Collected data entries:
● ● ● ●

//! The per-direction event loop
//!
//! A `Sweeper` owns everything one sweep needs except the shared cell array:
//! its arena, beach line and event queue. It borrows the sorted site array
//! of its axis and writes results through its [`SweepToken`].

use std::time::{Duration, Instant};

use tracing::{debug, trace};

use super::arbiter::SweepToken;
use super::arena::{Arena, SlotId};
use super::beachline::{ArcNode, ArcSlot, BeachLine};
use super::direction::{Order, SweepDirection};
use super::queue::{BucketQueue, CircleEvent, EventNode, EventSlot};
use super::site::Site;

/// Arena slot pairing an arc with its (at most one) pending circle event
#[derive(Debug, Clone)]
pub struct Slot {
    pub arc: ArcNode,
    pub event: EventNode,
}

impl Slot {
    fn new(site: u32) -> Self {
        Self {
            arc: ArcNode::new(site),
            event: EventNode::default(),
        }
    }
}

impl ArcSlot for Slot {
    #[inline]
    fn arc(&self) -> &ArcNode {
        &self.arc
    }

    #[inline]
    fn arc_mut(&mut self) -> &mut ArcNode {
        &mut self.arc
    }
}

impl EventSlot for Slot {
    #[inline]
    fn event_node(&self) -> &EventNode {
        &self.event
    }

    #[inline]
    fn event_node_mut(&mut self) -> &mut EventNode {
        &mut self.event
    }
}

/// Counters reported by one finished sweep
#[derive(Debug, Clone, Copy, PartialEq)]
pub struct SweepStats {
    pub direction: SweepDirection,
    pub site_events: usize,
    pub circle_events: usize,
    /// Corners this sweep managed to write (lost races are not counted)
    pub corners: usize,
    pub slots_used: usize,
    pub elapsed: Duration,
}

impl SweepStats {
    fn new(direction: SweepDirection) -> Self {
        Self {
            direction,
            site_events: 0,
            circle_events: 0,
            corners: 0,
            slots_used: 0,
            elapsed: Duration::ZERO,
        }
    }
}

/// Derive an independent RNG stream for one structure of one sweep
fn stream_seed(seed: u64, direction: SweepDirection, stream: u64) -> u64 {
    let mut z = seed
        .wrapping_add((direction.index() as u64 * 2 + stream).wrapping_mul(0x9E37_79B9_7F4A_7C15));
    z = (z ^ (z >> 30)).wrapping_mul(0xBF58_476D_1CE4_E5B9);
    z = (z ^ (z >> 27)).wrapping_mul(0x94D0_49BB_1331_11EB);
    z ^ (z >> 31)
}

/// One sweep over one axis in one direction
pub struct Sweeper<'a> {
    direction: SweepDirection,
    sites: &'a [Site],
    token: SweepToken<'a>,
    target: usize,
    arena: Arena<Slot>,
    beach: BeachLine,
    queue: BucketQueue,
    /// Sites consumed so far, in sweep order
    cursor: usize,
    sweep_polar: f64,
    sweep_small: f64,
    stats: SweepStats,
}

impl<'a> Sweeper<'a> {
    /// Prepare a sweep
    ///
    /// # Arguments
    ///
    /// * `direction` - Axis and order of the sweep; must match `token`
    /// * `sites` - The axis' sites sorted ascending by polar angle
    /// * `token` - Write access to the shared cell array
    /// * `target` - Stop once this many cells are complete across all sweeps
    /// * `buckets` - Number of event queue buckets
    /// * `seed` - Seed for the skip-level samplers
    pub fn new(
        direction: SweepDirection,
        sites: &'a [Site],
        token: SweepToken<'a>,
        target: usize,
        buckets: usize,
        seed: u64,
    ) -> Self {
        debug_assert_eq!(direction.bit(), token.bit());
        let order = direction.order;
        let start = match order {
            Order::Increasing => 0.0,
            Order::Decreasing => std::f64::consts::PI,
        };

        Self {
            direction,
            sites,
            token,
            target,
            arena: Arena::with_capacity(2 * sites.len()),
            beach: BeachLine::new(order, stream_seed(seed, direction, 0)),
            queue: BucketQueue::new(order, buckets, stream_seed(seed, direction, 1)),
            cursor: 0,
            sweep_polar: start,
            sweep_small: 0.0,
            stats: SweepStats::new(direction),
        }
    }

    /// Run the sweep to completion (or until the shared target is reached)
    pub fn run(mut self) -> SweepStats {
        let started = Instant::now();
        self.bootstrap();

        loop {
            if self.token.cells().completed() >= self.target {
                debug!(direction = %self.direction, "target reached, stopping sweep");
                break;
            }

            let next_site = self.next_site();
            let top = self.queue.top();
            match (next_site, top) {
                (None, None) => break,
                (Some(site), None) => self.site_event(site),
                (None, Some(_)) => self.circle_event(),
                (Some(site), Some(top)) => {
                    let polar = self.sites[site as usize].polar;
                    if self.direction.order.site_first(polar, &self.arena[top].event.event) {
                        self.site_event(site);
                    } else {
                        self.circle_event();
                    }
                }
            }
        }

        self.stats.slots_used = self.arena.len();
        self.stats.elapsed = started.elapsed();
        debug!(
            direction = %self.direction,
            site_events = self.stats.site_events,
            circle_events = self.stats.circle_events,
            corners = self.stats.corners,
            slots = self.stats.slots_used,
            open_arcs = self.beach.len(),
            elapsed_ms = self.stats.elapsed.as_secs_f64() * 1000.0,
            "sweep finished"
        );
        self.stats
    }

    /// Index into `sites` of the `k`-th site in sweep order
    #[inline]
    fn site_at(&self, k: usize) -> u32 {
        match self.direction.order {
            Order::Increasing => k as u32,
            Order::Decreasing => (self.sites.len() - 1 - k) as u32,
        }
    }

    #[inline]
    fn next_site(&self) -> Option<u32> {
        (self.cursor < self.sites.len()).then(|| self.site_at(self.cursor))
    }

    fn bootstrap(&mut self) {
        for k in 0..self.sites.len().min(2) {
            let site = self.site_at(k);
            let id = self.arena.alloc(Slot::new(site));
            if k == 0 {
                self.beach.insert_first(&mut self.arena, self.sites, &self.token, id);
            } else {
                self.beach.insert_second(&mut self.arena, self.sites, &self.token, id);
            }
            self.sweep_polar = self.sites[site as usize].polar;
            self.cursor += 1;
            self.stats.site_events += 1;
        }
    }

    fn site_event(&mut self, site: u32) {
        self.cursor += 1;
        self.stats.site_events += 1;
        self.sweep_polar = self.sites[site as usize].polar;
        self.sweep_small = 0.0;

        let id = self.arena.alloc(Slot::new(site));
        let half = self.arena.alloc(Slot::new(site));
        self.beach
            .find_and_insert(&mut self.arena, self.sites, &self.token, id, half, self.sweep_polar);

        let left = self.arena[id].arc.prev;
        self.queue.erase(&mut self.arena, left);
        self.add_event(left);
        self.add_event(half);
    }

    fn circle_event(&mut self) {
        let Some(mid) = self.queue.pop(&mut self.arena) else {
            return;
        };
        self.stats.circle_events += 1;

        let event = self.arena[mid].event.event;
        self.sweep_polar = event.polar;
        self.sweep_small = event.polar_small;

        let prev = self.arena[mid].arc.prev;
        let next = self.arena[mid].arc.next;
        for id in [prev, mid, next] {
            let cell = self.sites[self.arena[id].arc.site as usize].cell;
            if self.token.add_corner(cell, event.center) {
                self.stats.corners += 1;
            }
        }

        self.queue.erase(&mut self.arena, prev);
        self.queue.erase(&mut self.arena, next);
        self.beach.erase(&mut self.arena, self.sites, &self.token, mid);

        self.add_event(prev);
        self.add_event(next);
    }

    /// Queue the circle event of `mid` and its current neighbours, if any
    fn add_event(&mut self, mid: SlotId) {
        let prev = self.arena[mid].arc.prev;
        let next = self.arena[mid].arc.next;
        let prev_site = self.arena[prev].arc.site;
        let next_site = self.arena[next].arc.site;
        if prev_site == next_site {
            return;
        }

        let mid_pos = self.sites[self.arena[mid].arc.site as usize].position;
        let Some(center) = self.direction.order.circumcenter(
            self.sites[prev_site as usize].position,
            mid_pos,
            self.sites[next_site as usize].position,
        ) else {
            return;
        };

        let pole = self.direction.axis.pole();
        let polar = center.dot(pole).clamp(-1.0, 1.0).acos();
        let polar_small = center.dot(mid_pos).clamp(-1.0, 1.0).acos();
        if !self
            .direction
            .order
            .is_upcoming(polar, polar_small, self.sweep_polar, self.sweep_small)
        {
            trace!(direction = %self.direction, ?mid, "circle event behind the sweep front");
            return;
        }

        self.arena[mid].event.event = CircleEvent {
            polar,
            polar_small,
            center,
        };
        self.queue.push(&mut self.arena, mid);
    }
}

● ● ● ●

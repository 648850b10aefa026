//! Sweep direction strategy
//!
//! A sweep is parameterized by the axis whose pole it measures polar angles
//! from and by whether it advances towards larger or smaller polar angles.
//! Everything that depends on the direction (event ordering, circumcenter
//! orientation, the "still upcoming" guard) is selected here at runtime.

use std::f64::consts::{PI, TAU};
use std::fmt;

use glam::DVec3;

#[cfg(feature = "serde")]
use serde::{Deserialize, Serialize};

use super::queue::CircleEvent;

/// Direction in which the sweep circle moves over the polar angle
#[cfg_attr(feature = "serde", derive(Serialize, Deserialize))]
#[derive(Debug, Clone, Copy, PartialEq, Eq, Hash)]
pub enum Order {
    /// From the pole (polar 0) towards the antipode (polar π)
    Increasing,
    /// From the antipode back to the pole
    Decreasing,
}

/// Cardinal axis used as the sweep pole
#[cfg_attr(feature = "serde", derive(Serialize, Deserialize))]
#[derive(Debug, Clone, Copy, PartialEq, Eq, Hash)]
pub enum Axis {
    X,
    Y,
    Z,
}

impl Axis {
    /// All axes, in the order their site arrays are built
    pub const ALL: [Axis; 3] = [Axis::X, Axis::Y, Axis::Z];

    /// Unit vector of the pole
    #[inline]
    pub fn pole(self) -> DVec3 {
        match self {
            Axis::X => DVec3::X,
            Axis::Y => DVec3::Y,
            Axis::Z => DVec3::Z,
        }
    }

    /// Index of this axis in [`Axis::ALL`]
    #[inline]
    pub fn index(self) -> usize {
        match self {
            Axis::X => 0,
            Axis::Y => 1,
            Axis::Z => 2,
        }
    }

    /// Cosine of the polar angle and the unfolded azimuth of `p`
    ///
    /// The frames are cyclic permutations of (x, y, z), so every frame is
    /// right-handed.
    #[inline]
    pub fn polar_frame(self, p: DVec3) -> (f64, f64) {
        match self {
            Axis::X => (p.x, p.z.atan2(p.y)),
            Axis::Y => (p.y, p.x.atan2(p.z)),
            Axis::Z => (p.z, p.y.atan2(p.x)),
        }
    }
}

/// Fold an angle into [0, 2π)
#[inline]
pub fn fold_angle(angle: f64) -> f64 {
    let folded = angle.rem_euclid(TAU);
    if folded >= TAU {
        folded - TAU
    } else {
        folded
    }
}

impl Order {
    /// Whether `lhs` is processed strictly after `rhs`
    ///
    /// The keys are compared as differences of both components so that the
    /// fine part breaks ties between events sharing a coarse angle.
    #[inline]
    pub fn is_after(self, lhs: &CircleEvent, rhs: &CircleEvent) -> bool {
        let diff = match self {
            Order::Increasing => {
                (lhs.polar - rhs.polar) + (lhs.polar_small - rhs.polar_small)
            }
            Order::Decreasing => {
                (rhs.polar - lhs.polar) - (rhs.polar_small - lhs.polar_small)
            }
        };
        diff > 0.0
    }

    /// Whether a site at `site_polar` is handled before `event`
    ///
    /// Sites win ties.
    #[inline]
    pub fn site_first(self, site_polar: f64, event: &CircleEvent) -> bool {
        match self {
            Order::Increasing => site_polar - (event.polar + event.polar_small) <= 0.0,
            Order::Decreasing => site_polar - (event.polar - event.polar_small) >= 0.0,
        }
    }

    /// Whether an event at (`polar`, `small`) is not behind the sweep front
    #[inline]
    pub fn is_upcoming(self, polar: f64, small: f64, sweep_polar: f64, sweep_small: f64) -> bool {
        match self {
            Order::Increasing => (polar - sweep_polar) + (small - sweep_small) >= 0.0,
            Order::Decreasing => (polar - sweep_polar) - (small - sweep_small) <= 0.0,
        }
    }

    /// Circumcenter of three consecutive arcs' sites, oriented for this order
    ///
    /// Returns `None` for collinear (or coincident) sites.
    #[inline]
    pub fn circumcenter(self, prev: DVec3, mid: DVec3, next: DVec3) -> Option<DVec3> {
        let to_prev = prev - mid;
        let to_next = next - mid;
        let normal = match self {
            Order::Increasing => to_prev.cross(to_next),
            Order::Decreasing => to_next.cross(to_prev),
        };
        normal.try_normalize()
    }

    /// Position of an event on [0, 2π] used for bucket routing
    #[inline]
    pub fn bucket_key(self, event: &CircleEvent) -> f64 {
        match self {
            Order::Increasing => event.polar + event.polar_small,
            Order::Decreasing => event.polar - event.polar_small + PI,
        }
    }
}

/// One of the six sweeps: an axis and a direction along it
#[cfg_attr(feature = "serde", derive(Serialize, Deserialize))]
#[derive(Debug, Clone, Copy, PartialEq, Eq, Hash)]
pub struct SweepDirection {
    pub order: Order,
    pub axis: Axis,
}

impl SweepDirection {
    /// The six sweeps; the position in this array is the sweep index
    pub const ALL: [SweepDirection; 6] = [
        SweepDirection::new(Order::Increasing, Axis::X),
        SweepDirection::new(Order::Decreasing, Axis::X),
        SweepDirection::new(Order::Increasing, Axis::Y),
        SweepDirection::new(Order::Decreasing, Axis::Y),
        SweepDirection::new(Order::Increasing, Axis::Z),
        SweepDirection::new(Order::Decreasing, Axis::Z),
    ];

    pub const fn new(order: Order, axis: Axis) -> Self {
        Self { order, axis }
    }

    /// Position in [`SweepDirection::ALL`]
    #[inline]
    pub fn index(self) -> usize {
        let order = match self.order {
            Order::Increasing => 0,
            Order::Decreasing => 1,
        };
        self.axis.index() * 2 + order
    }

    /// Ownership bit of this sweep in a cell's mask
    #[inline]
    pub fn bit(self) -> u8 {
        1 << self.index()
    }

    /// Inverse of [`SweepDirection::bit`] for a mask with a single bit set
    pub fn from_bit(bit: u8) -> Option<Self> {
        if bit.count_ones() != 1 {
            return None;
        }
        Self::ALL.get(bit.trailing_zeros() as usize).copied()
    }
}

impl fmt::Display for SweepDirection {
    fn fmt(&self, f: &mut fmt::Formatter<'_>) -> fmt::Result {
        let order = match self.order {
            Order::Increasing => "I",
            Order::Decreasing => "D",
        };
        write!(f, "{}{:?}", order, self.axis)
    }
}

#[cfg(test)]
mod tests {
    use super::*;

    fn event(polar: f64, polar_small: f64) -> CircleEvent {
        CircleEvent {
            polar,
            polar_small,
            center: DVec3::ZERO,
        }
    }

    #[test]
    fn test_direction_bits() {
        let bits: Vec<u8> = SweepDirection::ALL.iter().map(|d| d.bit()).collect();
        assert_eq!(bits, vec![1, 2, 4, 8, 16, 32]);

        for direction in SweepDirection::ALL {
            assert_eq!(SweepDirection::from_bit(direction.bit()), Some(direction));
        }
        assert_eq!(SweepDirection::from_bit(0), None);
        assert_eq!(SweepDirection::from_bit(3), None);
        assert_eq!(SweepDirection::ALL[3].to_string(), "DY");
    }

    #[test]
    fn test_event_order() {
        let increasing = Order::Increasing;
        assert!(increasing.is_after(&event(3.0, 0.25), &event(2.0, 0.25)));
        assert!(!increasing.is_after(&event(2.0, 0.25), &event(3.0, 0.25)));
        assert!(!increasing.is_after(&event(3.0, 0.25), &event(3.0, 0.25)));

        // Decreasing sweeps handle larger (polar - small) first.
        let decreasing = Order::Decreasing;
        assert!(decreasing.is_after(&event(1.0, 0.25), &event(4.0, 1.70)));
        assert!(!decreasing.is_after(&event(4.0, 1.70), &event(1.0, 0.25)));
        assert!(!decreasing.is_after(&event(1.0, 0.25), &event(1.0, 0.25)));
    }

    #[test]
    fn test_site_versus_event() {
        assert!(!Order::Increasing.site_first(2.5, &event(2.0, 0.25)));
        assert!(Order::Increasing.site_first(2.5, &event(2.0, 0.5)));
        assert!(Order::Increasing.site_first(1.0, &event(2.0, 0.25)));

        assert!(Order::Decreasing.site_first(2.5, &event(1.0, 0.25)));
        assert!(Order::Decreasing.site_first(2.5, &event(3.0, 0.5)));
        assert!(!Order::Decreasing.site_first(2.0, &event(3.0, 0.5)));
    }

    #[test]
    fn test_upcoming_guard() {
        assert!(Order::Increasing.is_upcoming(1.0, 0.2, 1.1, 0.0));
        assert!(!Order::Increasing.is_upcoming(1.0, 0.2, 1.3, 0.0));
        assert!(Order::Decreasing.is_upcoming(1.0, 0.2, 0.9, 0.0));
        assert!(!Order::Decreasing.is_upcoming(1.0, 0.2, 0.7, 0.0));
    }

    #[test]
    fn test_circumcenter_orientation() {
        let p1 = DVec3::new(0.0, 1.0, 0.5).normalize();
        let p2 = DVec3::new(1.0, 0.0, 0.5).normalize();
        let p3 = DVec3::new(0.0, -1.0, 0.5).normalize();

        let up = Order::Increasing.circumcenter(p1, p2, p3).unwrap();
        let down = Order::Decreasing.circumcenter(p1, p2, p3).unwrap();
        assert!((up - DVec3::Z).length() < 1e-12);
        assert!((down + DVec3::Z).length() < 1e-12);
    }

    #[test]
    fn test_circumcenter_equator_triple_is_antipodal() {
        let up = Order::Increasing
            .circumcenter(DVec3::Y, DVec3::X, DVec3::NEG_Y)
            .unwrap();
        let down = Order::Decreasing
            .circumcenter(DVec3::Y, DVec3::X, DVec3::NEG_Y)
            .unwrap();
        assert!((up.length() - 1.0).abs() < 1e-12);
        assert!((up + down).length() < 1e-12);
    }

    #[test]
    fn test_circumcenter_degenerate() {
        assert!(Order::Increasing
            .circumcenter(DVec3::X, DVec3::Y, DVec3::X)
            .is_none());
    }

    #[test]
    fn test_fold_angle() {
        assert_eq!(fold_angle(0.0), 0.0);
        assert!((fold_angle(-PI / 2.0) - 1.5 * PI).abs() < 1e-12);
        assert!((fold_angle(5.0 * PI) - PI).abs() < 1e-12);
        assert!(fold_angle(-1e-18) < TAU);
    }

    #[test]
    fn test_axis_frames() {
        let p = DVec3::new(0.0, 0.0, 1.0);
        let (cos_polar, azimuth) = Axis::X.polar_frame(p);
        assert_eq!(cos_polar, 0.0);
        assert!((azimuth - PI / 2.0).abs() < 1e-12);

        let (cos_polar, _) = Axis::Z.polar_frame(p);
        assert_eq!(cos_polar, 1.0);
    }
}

● ● ● ●

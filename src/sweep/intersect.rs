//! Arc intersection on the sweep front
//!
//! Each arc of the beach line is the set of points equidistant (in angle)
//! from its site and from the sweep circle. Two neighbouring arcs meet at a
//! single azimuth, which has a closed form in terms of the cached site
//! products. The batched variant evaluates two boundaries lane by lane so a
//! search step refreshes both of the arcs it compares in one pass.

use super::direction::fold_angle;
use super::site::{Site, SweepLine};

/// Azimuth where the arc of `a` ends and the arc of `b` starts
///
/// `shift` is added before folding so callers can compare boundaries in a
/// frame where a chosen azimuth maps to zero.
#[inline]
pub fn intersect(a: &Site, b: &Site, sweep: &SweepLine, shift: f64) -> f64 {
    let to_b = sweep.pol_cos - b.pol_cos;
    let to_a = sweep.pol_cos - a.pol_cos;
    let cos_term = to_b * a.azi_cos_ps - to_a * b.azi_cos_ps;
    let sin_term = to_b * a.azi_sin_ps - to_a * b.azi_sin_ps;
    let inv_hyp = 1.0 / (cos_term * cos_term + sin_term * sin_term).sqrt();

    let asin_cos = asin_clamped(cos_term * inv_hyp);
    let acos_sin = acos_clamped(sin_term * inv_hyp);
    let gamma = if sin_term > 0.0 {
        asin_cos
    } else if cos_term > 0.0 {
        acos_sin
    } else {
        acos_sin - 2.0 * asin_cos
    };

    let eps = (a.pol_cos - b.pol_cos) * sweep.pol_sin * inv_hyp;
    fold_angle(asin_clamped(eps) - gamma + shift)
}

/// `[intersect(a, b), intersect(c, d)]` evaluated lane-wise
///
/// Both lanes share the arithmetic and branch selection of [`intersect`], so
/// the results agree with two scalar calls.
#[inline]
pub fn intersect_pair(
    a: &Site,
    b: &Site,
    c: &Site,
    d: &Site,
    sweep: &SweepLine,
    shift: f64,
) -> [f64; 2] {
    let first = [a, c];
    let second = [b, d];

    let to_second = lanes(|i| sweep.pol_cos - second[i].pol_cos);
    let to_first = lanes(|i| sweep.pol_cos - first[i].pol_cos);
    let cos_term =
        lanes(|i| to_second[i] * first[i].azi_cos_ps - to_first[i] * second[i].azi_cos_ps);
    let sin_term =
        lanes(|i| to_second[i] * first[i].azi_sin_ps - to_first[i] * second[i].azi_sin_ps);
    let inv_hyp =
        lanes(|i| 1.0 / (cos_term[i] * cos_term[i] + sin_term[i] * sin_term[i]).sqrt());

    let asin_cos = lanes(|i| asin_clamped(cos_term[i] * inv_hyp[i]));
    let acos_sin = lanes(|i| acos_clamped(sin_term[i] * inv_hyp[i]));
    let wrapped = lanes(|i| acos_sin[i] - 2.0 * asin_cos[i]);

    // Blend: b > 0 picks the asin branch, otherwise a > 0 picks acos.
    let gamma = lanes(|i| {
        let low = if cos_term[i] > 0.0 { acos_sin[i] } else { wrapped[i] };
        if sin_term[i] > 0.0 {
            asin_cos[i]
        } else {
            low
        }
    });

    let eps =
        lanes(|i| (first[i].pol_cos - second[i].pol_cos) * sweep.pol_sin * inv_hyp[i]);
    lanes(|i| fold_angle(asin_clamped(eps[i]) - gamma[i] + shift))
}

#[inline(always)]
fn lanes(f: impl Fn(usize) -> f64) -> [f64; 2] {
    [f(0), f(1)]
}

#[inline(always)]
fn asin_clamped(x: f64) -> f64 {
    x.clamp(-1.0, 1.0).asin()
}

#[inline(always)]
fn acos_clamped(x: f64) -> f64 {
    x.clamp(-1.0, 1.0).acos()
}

● ● ● ●

TASK DIRECTIONS:
Transcribe the records above from the line holding "per-direction event loop" down to the line holding "use super::arbiter::SweepToken;", inclusive, without adding anything.

RESULT:
//! The per-direction event loop
//!
//! A `Sweeper` owns everything one sweep needs except the shared cell array:
//! its arena, beach line and event queue. It borrows the sorted site array
//! of its axis and writes results through its [`SweepToken`].

use std::time::{Duration, Instant};

use tracing::{debug, trace};

use super::arbiter::SweepToken;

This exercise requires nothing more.